> Record extracts
impl Vault {
    // ═══════════════════════════════════════════════════════════════════════
    // LIFECYCLE
    // ═══════════════════════════════════════════════════════════════════════

    /// Open the vault in `dir`, fetching the backing store key from the
    /// platform secret store (created on first run). Decrypts the idle
    /// snapshot of the backing store if one exists.
    pub fn open<P: AsRef<Path>>(dir: P) -> VaultResult<Self> {
        let key = self_store::fetch_or_create_store_key()?;
        Self::open_with_key(dir, key)
    }

    /// Open the vault with an explicitly supplied backing store key.
    pub fn open_with_key<P: AsRef<Path>>(dir: P, key: VaultKey) -> VaultResult<Self> {
        std::fs::create_dir_all(dir.as_ref())?;
        let self_store = SelfEncryptingStore::new(dir, key);
        self_store.unseal()?;
        let store = RecordStore::open(self_store.open_path())?;
        Ok(Self {
            store,
            self_store: Some(self_store),
        })
    }

    /// Ephemeral vault for tests: in-memory records, no self-encryption.
    pub fn open_in_memory() -> VaultResult<Self> {
        Ok(Self {
            store: RecordStore::open_in_memory()?,
            self_store: None,
        })
    }

    /// Shut the vault down: force every tracked file to LOCKED, close the
    /// store and seal its backing file. This is the supported termination
    /// path; a killed process leaves the backing file in its open form,
    /// which the next startup uses as-is.
    pub fn close(self) -> VaultResult<BulkReport> {
        let report = self.lock_all_files(None)?;
        if !report.is_clean() {
            warn!(
                "{} file(s) could not be locked during shutdown",
                report.failures.len()
            );
        }
        let Vault { store, self_store } = self;
        drop(store);
        if let Some(self_store) = self_store {
            self_store.seal()?;
        }
        Ok(report)
    }

    // ═══════════════════════════════════════════════════════════════════════
    // USERS
    // ═══════════════════════════════════════════════════════════════════════

    /// Enroll a new user from a chosen embedding and their enrollment image.
    /// The embedding doubles as key material, so its length is validated here
    /// rather than at first use.
    pub fn enroll_user(
        &self,
        embedding: Vec<f32>,
        image: EnrollmentImage,
    ) -> VaultResult<User> {
        if embedding.len() != EMBEDDING_LEN {
            return Err(VaultError::InsufficientEmbeddingLength {
                expected: EMBEDDING_LEN,
                actual: embedding.len(),
            });
        }
        let uid = self.store.insert_user(&embedding, &image)?;
        info!("enrolled new user - ID: {uid}");
        Ok(User {
            uid,
            embedding,
            image,
        })
    }

    /// Match a fresh embedding against every enrolled user. Returns the
    /// nearest user within the distance threshold, or None for an unknown
    /// face. Fuzzy matching lives here; key derivation stays exact.
    pub fn identify(&self, embedding: &[f32]) -> VaultResult<Option<User>> {
        let mut best: Option<(f32, User)> = None;
        for user in self.store.fetch_users()? {
            let dist = embedding_distance(embedding, &user.embedding);
            if best.as_ref().map_or(true, |(d, _)| dist < *d) {
                best = Some((dist, user));
            }
        }
        Ok(best
            .filter(|(dist, _)| *dist <= DISTANCE_THRESHOLD)
            .map(|(_, user)| user))
    }

    /// All enrolled users
    pub fn users(&self) -> VaultResult<Vec<User>> {
        self.store.fetch_users()
    }

    /// A user's enrollment image, for display
    pub fn user_image(&self, uid: i64) -> VaultResult<EnrollmentImage> {
        Ok(self.store.fetch_user(uid)?.image)
    }

    /// Delete a user. Aborts with no effect unless `confirmed`; otherwise
    /// unlocks all of their files (restoring plaintext on disk), then removes
    /// their file records and the user record. Returns whether the deletion
    /// happened.
    pub fn delete_user(&self, uid: i64, confirmed: bool) -> VaultResult<bool> {
        self.store.fetch_user(uid)?;
        if !confirmed {
            info!("user deletion aborted - ID: {uid}");
            return Ok(false);
        }

        let report = self.unlock_all_files(Some(uid))?;
        if let Some((path, err)) = report
            .failures
            .into_iter()
            .find(|(_, e)| e.is_fatal())
        {
            // A file whose recovery failed must keep its record: the backup
            // blob is the only remaining copy. Non-fatal unlock failures have
            // already been resolved to plaintext by recovery.
            warn!("aborting deletion of user {uid}, {path} not restored");
            return Err(err);
        }

        self.store.delete_files_for(uid)?;
        self.store.delete_user(uid)?;
        warn!("user deleted - ID: {uid}");
        Ok(true)
    }

    // ═══════════════════════════════════════════════════════════════════════
    // FILE OPERATIONS
    // ═══════════════════════════════════════════════════════════════════════

    /// Track a new file. The live file stays plaintext; a sealed + compressed
    /// backup of its current contents is stored immediately, so the file is
    /// protected against a botched first lock from the moment it is added.
    pub fn add_file(&self, path: &str, user: &User) -> VaultResult<()> {
        let norm = paths::normalize(path);
        let (base, suffix) = paths::split_suffix(&norm);

        if suffix == paths::LOCKED_SUFFIX {
            return Err(VaultError::UnsupportedSuffix(suffix));
        }
        if let Some(existing) = self.store.fetch_file(&base)? {
            return Err(VaultError::DuplicateFile {
                owner: existing.uid,
            });
        }

        let engine = EncryptionEngine::new(&base, &suffix);
        if !engine.open_path().is_file() {
            return Err(VaultError::NotAFile(norm));
        }

        let plaintext = engine.read_plaintext()?;
        let key = self.user_key(user.uid)?;
        let backup = crypto::compress(&crypto::seal(&key, &plaintext)?)?;

        self.store.insert_file(&FileRecord {
            path: base.clone(),
            suffix,
            uid: user.uid,
            backup,
            state: FileState::Open,
        })?;
        info!("file added {base}");
        Ok(())
    }

    /// Stop tracking a file. A locked file is decrypted back to plaintext
    /// first so the user is not left with unreadable bytes and no record.
    pub fn remove_file(&self, path: &str, user: &User) -> VaultResult<()> {
        let record = self.authorize(path, user)?;

        if record.state == FileState::Locked {
            let key = self.user_key(record.uid)?;
            let engine = EncryptionEngine::new(&record.path, &record.suffix);
            if let Err(e) = engine.decrypt_file(&key) {
                warn!("decrypt before removal failed for {}: {e}", record.path);
                self.recover(&record.path, &key)?;
            } else {
                self.store.update_state(&record.path, FileState::Open)?;
            }
        }

        self.store.delete_file(&record.path)?;
        info!("file removed {}", record.path);
        Ok(())
    }

    /// Encrypt a tracked file on disk and refresh its backup. A no-op on an
    /// already-locked file. On failure the file is recovered to plaintext
    /// and the error is returned.
    pub fn lock_file(&self, path: &str, user: &User) -> VaultResult<()> {
        let record = self.authorize(path, user)?;
        if record.state == FileState::Locked {
            return Ok(());
        }
        self.lock_record(&record)
    }

    /// Decrypt a tracked file on disk. A no-op on an already-open file. The
    /// backup is left at the last successfully locked version.
    pub fn unlock_file(&self, path: &str, user: &User) -> VaultResult<()> {
        let record = self.authorize(path, user)?;
        if record.state == FileState::Open {
            return Ok(());
        }
        self.unlock_record(&record)
    }

    /// Lock every tracked file, optionally scoped to one owner. Each file
    /// commits independently; one file's failure does not stop the pass.
    pub fn lock_all_files(&self, uid: Option<i64>) -> VaultResult<BulkReport> {
        let mut report = BulkReport::default();
        for record in self.store.fetch_files(uid)? {
            if record.state == FileState::Locked {
                report.skipped += 1;
                continue;
            }
            match self.lock_record(&record) {
                Ok(()) => report.processed += 1,
                Err(e) => {
                    warn!("lock failed for {}: {e}", record.path);
                    report.failures.push((record.path, e));
                }
            }
        }
        Ok(report)
    }

    /// Unlock every tracked file, optionally scoped to one owner.
    pub fn unlock_all_files(&self, uid: Option<i64>) -> VaultResult<BulkReport> {
        let mut report = BulkReport::default();
        for record in self.store.fetch_files(uid)? {
            if record.state == FileState::Open {
                report.skipped += 1;
                continue;
            }
            match self.unlock_record(&record) {
                Ok(()) => report.processed += 1,
                Err(e) => {
                    warn!("unlock failed for {}: {e}", record.path);
                    report.failures.push((record.path, e));
                }
            }
        }
        Ok(report)
    }

    /// Operator-invoked restore of the live file from its backup blob,
    /// independent of any failed transition.
    pub fn recover_file(&self, path: &str, user: &User) -> VaultResult<()> {
        let record = self.authorize(path, user)?;
        let key = self.user_key(record.uid)?;
        self.recover(&record.path, &key)
    }

    /// Tracked file records, optionally scoped to one owner
    pub fn files(&self, uid: Option<i64>) -> VaultResult<Vec<FileRecord>> {
        self.store.fetch_files(uid)
    }

    // ═══════════════════════════════════════════════════════════════════════
    // INTERNALS
    // ═══════════════════════════════════════════════════════════════════════

    /// Ownership gate: resolve the record for a caller-supplied path and
    /// verify the acting user owns it.
    fn authorize(&self, path: &str, user: &User) -> VaultResult<FileRecord> {
        let norm = paths::normalize(path);
        let (base, _) = paths::split_suffix(&norm);
        let record = self
            .store
            .fetch_file(&base)?
            .ok_or(VaultError::NotFound(base))?;
        if record.uid != user.uid {
            return Err(VaultError::AccessDenied {
                path: record.path,
                owner: record.uid,
            });
        }
        Ok(record)
    }

    /// Re-derive the owner's key from their stored embedding.
    fn user_key(&self, uid: i64) -> VaultResult<VaultKey> {
        let embedding = self.store.user_embedding(uid)?;
        derive_embedding_key(&embedding)
    }

    /// Two-phase lock of one record: seal the plaintext in memory, persist
    /// the new backup, only then mutate the live file, and finally commit
    /// the state. A failure after the backup write triggers recovery, which
    /// restores exactly the plaintext that was just read.
    fn lock_record(&self, record: &FileRecord) -> VaultResult<()> {
        let key = self.user_key(record.uid)?;
        let engine = EncryptionEngine::new(&record.path, &record.suffix);

        let plaintext = engine.read_plaintext()?;
        let ciphertext = crypto::seal(&key, &plaintext)?;
        let backup = crypto::compress(&ciphertext)?;
        self.store.update_backup(&record.path, &backup)?;

        if let Err(e) = engine.commit_ciphertext(&ciphertext) {
            self.recover(&record.path, &key)?;
            return Err(e);
        }
        self.store.update_state(&record.path, FileState::Locked)?;
        info!("file locked {}", record.path);
        Ok(())
    }

    /// Unlock one record; the backup is not touched.
    fn unlock_record(&self, record: &FileRecord) -> VaultResult<()> {
        let key = self.user_key(record.uid)?;
        let engine = EncryptionEngine::new(&record.path, &record.suffix);

        if let Err(e) = engine.decrypt_file(&key) {
            self.recover(&record.path, &key)?;
            return Err(e);
        }
        self.store.update_state(&record.path, FileState::Open)?;
        info!("file unlocked {}", record.path);
        Ok(())
    }

    /// Recovery procedure: decompress and open the stored backup, write the
    /// plaintext back to the open path, drop any stray `.locked` artifact,
    /// and reset the record to OPEN. An unreadable backup, or a restore that
    /// cannot be written to disk, surfaces as `RecoveryFailed`: the backup
    /// blob is the only remaining copy and its record must not be dropped.
    fn recover(&self, base: &str, key: &VaultKey) -> VaultResult<()> {
        let record = self
            .store
            .fetch_file(base)?
            .ok_or_else(|| VaultError::NotFound(base.to_string()))?;

        let plaintext = crypto::decompress(&record.backup)
            .and_then(|ciphertext| crypto::open(key, &ciphertext))
            .map_err(|e| VaultError::RecoveryFailed {
                path: base.to_string(),
                reason: e.to_string(),
            })?;

        let engine = EncryptionEngine::new(&record.path, &record.suffix);
        engine
            .restore_plaintext(&plaintext)
            .map_err(|e| VaultError::RecoveryFailed {
                path: base.to_string(),
                reason: e.to_string(),
            })?;
        self.store.update_state(base, FileState::Open)?;
        info!("file recovered {base}");
        Ok(())
    }
}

> Work instruction
What is needed is a verbatim copy of every line in the records above from the one containing "was just read." down to the one containing "fn unlock_record(&self, record: &FileRecord)", both included, and nothing more.

> Expected answer
    /// restores exactly the plaintext that was just read.
    fn lock_record(&self, record: &FileRecord) -> VaultResult<()> {
        let key = self.user_key(record.uid)?;
        let engine = EncryptionEngine::new(&record.path, &record.suffix);

        let plaintext = engine.read_plaintext()?;
        let ciphertext = crypto::seal(&key, &plaintext)?;
        let backup = crypto::compress(&ciphertext)?;
        self.store.update_backup(&record.path, &backup)?;

        if let Err(e) = engine.commit_ciphertext(&ciphertext) {
            self.recover(&record.path, &key)?;
            return Err(e);
        }
        self.store.update_state(&record.path, FileState::Locked)?;
        info!("file locked {}", record.path);
        Ok(())
    }

    /// Unlock one record; the backup is not touched.
    fn unlock_record(&self, record: &FileRecord) -> VaultResult<()> {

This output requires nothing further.